This month’s column was inspired by an email exchange between myself and fellow WUer Deb Lacativa, who has recently discovered my work and, it humbly pleases me to say, has become a fan. It’s the reason she’s become a fan that I’d like to focus on here. In a nutshell it’s because we’re so much alike. We’re nearly the same age and shared a ton of common experiences “back in the day” (back, that is, before they had the phrase “back in the day.”) We both understand that we came of age in the golden era between the advent of the Pill and the onset of AIDS; we know what a difference that made.

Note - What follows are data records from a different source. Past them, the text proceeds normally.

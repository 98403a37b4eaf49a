//! Process-wide native library state.
//!
//! The engine is initialized once, on first use, and can be torn down
//! explicitly with [`shutdown`] once no connection is open. Connections
//! acquire and release a slot here so the count is always exact.

use crate::error::{BridgeError, BridgeResult};
use crate::result_code::{check_return_code, ResultCode};
use libsqlite3_sys as ffi;
use parking_lot::{const_mutex, Mutex};
use std::ffi::CStr;
use tracing::{debug, info};

/// Facts about the loaded native library.
#[derive(Debug, Clone, PartialEq, Eq)]
pub struct LibraryInfo {
    /// Version string, e.g. `3.45.0`.
    pub version: String,
    /// Numeric version, e.g. `3045000`.
    pub version_number: i32,
    /// True if the library was compiled thread-safe.
    pub threadsafe: bool,
}

#[derive(Debug)]
struct LibraryState {
    info: Option<LibraryInfo>,
    open_connections: usize,
}

static STATE: Mutex<LibraryState> = const_mutex(LibraryState {
    info: None,
    open_connections: 0,
});

/// Returns the native library version string.
///
/// Safe to call at any time; it does not require initialization.
pub fn version() -> String {
    // SAFETY: sqlite3_libversion returns a pointer to a static string.
    unsafe { CStr::from_ptr(ffi::sqlite3_libversion()) }
        .to_string_lossy()
        .into_owned()
}

fn initialize_locked(state: &mut LibraryState) -> BridgeResult<LibraryInfo> {
    if let Some(info) = &state.info {
        return Ok(info.clone());
    }

    // SAFETY: no connection is open through this crate while uninitialized.
    check_return_code(unsafe { ffi::sqlite3_initialize() })?;

    let info = LibraryInfo {
        version: version(),
        // SAFETY: plain getters without preconditions.
        version_number: unsafe { ffi::sqlite3_libversion_number() },
        threadsafe: unsafe { ffi::sqlite3_threadsafe() } != 0,
    };
    info!(version = %info.version, threadsafe = info.threadsafe, "native library initialized");
    state.info = Some(info.clone());
    Ok(info)
}

/// Initializes the native library if it is not initialized yet.
pub fn initialize() -> BridgeResult<LibraryInfo> {
    initialize_locked(&mut STATE.lock())
}

/// Returns true if the library is currently initialized.
pub fn is_initialized() -> bool {
    STATE.lock().info.is_some()
}

/// Number of connections currently holding the library.
pub fn open_connections() -> usize {
    STATE.lock().open_connections
}

/// Tears the native library down.
///
/// Refused with a `Misuse` failure while any connection is open. Calling it
/// when the library is not initialized does nothing. A later [`initialize`]
/// (or opening a connection) brings the library back.
pub fn shutdown() -> BridgeResult<()> {
    let mut state = STATE.lock();
    if state.info.is_none() {
        return Ok(());
    }
    if state.open_connections > 0 {
        return Err(BridgeError::native_with_detail(
            ResultCode::Misuse,
            format!(
                "cannot shut down with {} open connection(s)",
                state.open_connections
            ),
        ));
    }

    // SAFETY: no connection opened through this crate is alive.
    check_return_code(unsafe { ffi::sqlite3_shutdown() })?;
    state.info = None;
    info!("native library shut down");
    Ok(())
}

/// Initializes if needed and reserves a connection slot.
pub(crate) fn acquire() -> BridgeResult<()> {
    let mut state = STATE.lock();
    initialize_locked(&mut state)?;
    state.open_connections += 1;
    debug!(open = state.open_connections, "connection slot acquired");
    Ok(())
}

/// Releases a slot reserved by [`acquire`].
pub(crate) fn release() {
    let mut state = STATE.lock();
    state.open_connections = state.open_connections.saturating_sub(1);
    debug!(open = state.open_connections, "connection slot released");
}

#[cfg(test)]
mod tests {
    use super::*;

    #[test]
    fn version_is_available_without_init() {
        let v = version();
        assert!(v.starts_with('3'));
    }

    #[test]
    fn initialize_is_idempotent() {
        let first = initialize().unwrap();
        let second = initialize().unwrap();
        assert_eq!(first, second);
        assert!(first.version_number >= 3_000_000);
        assert!(first.threadsafe);
    }

    #[test]
    fn shutdown_refused_while_held() {
        acquire().unwrap();
        let err = shutdown().unwrap_err();
        assert_eq!(err.code(), Some(ResultCode::Misuse.raw()));
        release();
    }
}
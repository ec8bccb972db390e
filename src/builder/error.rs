//! Build errors for definitions and transition tables.

use crate::entity::StateAccessError;
use thiserror::Error;

/// A single problem found while validating a definition.
#[derive(Debug, Clone, Error, PartialEq)]
pub enum DefinitionViolation {
    #[error("Transition #{index} has an empty event name")]
    EmptyEventName { index: usize },

    #[error("Event '{event}' declares an empty set of source states")]
    EmptySourceSet { event: String },

    #[error("Event name '{event}' is reserved for transition signals")]
    ReservedEventName { event: String },

    #[error("Event '{event}' has no handler")]
    MissingHandler { event: String },

    #[error("Handler registered for undeclared event '{event}'")]
    UnknownHandler { event: String },

    #[error("Event '{event}' has more than one handler")]
    DuplicateHandler { event: String },

    #[error("Event '{event}' has overlapping transitions from state '{from}'")]
    AmbiguousTransition { event: String, from: String },
}

/// Errors that can occur when building transitions, definitions and tables.
#[derive(Debug, Error)]
pub enum BuildError {
    #[error("Transition event name not specified. Call TransitionBuilder::new(name)")]
    MissingEventName,

    #[error("Transition source state not specified. Call .from(state) or .from_any(states)")]
    MissingFromState,

    #[error("Transition target state not specified. Call .to(state)")]
    MissingToState,

    #[error("No transitions defined. Add at least one transition")]
    NoTransitions,

    #[error("Invalid state machine definition: {}", summarize(.violations))]
    InvalidDefinition { violations: Vec<DefinitionViolation> },

    #[error("Cannot read initial state: {0}")]
    InitialState(#[from] StateAccessError),
}

fn summarize(violations: &[DefinitionViolation]) -> String {
    violations
        .iter()
        .map(ToString::to_string)
        .collect::<Vec<_>>()
        .join("; ")
}

impl BuildError {
    /// Violations carried by `InvalidDefinition`, empty otherwise.
    pub fn violations(&self) -> &[DefinitionViolation] {
        match self {
            Self::InvalidDefinition { violations } => violations,
            _ => &[],
        }
    }
}

#[cfg(test)]
mod tests {
    use super::*;

    #[test]
    fn invalid_definition_lists_every_violation() {
        let err = BuildError::InvalidDefinition {
            violations: vec![
                DefinitionViolation::MissingHandler {
                    event: "submit".to_string(),
                },
                DefinitionViolation::UnknownHandler {
                    event: "publsh".to_string(),
                },
            ],
        };

        let message = err.to_string();
        assert!(message.contains("'submit' has no handler"));
        assert!(message.contains("undeclared event 'publsh'"));
        assert_eq!(err.violations().len(), 2);
    }
}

Here was Deb’s provocative question when she’d finished reading my novel of the 1960s, Lucy in the Sky:
“How does this fucking Zeitgeist thing actually work? Are our experiences so awfully common? How could we both have characters named Jude and Ray? I know! “Hey Jude” and “You can call me Ray,” that’s how. Shit just gets into the gray matter grooves. How did my mother’s friggin’ Chevelle come into play [in your story]? The list goes on, but you’d be bored unless you’d heard me squeal like a stricken goat each time I came across another parity. Were all our experiences that one year so compressed, focused? Did we all get the acid, one way or another? I’m beginning to believe it’s true.”
Deb, I’m beginning to believe it, too. We drank (smoked, snorted, swallowed) from the well of common experience, and as a consequence, our innocent little 1950s-born selves were torn down and rebuilt from scratch in the ‘60s and ‘70s. When people come from the same place and the same time, they shouldn’t be surprised to find that they think the same way.